TASK
Only an exact retyping of all the entries counts as an answer.

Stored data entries

######

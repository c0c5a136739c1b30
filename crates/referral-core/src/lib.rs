//! Core primitives for the referral ledger.
//!
//! The crate is organised around a single mutating operation, the referral
//! trigger, and the small amount of state it needs:
//!
//! * [`model`]: accounts, referral codes and the account form used by the
//!   CRUD layer.
//! * [`policy`]: the fixed signup / milestone reward rule.
//! * [`store`]: the versioned read + conditional commit seam the trigger runs
//!   against.
//! * [`memory`]: the in-process store implementation.
//! * [`trigger`]: the reward ledger operation itself.
//! * [`retry`]: caller-side retry of transient commit conflicts.
//! * [`snapshot`]: serialisable ledger snapshots guarded by a Merkle state root.
//! * [`event`]: the audit journal appended by every committed trigger.

pub mod event;
pub mod memory;
pub mod model;
pub mod policy;
pub mod retry;
pub mod snapshot;
pub mod store;
pub mod trigger;

mod error;

pub use error::{ErrorKind, ReferralError};
pub use event::{EventRecord, LedgerEvent};
pub use memory::MemoryStore;
pub use model::{Account, AccountForm, AccountId, Amount, ReferralCode, Versioned};
pub use retry::RetryPolicy;
pub use snapshot::LedgerSnapshot;
pub use store::{LedgerStore, RowWrite, WriteBatch};
pub use trigger::{ReferralLedger, TriggerOutcome};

######

RESPONSE AREA
repository c0c5a136739c1b30
filename crates/referral-core/src/lib.rs
//! Core primitives for the referral ledger.
//!
//! The crate is organised around a single mutating operation, the referral
//! trigger, and the small amount of state it needs:
//!
//! * [`model`]: accounts, referral codes and the account form used by the
//!   CRUD layer.
//! * [`policy`]: the fixed signup / milestone reward rule.
//! * [`store`]: the versioned read + conditional commit seam the trigger runs
//!   against.
//! * [`memory`]: the in-process store implementation.
//! * [`trigger`]: the reward ledger operation itself.
//! * [`retry`]: caller-side retry of transient commit conflicts.
//! * [`snapshot`]: serialisable ledger snapshots guarded by a Merkle state root.
//! * [`event`]: the audit journal appended by every committed trigger.

pub mod event;
pub mod memory;
pub mod model;
pub mod policy;
pub mod retry;
pub mod snapshot;
pub mod store;
pub mod trigger;

mod error;

pub use error::{ErrorKind, ReferralError};
pub use event::{EventRecord, LedgerEvent};
pub use memory::MemoryStore;
pub use model::{Account, AccountForm, AccountId, Amount, ReferralCode, Versioned};
pub use retry::RetryPolicy;
pub use snapshot::LedgerSnapshot;
pub use store::{LedgerStore, RowWrite, WriteBatch};
pub use trigger::{ReferralLedger, TriggerOutcome};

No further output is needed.